=== Problem description ===
From the data below, return all lines holding the string "environment".

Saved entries
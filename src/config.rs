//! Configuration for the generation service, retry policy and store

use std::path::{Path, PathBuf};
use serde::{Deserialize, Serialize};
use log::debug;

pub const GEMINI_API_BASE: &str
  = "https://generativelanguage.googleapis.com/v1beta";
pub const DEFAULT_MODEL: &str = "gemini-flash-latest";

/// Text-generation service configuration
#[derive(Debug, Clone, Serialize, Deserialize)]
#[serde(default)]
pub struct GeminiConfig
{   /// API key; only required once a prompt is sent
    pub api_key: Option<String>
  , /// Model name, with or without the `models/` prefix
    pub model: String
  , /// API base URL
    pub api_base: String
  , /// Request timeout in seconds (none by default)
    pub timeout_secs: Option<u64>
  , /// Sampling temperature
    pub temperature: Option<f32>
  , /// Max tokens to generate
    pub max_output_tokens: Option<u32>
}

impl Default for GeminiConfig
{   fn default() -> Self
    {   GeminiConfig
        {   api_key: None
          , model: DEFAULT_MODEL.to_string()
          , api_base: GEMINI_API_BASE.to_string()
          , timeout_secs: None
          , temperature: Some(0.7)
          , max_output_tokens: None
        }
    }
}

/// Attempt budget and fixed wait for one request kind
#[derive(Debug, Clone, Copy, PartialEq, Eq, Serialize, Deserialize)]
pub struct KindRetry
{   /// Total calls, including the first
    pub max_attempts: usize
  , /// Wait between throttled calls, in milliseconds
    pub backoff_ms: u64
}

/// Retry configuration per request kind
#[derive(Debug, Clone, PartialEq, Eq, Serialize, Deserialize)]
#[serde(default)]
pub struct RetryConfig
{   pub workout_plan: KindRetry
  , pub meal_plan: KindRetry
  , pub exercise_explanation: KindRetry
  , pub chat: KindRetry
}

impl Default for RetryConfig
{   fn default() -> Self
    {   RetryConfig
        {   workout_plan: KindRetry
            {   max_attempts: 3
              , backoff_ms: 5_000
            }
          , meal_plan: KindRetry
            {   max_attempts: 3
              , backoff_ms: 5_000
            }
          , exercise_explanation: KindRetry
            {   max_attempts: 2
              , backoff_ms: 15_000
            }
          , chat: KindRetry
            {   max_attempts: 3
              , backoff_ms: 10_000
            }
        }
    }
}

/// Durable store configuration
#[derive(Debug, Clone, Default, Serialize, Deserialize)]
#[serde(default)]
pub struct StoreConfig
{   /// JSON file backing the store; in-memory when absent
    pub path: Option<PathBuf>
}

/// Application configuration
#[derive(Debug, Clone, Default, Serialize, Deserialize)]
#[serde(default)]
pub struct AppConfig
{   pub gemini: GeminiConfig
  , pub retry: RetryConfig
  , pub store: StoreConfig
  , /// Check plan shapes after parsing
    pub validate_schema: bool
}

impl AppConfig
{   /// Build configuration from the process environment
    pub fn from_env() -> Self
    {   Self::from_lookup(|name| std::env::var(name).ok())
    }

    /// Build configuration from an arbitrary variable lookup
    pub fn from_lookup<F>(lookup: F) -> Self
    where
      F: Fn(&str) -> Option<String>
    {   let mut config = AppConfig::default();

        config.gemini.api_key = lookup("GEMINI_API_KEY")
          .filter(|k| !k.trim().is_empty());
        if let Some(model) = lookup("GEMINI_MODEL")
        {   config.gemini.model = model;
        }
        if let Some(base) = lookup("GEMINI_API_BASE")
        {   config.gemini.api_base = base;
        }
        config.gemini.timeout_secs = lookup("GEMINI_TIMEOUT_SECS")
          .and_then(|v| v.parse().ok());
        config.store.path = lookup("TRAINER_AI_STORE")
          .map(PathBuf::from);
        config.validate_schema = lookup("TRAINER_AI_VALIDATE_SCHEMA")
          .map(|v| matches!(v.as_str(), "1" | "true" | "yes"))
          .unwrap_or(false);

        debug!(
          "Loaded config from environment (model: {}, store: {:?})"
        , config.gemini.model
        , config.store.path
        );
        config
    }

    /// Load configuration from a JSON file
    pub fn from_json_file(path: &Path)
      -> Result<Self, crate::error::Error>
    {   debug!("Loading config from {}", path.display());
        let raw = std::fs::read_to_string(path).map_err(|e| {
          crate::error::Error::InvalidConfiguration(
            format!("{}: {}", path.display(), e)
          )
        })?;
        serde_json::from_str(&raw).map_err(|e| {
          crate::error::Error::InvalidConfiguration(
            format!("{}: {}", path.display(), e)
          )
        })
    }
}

=== Response area ===
{   /// Build configuration from the process environment
          "Loaded config from environment (model: {}, store: {:?})"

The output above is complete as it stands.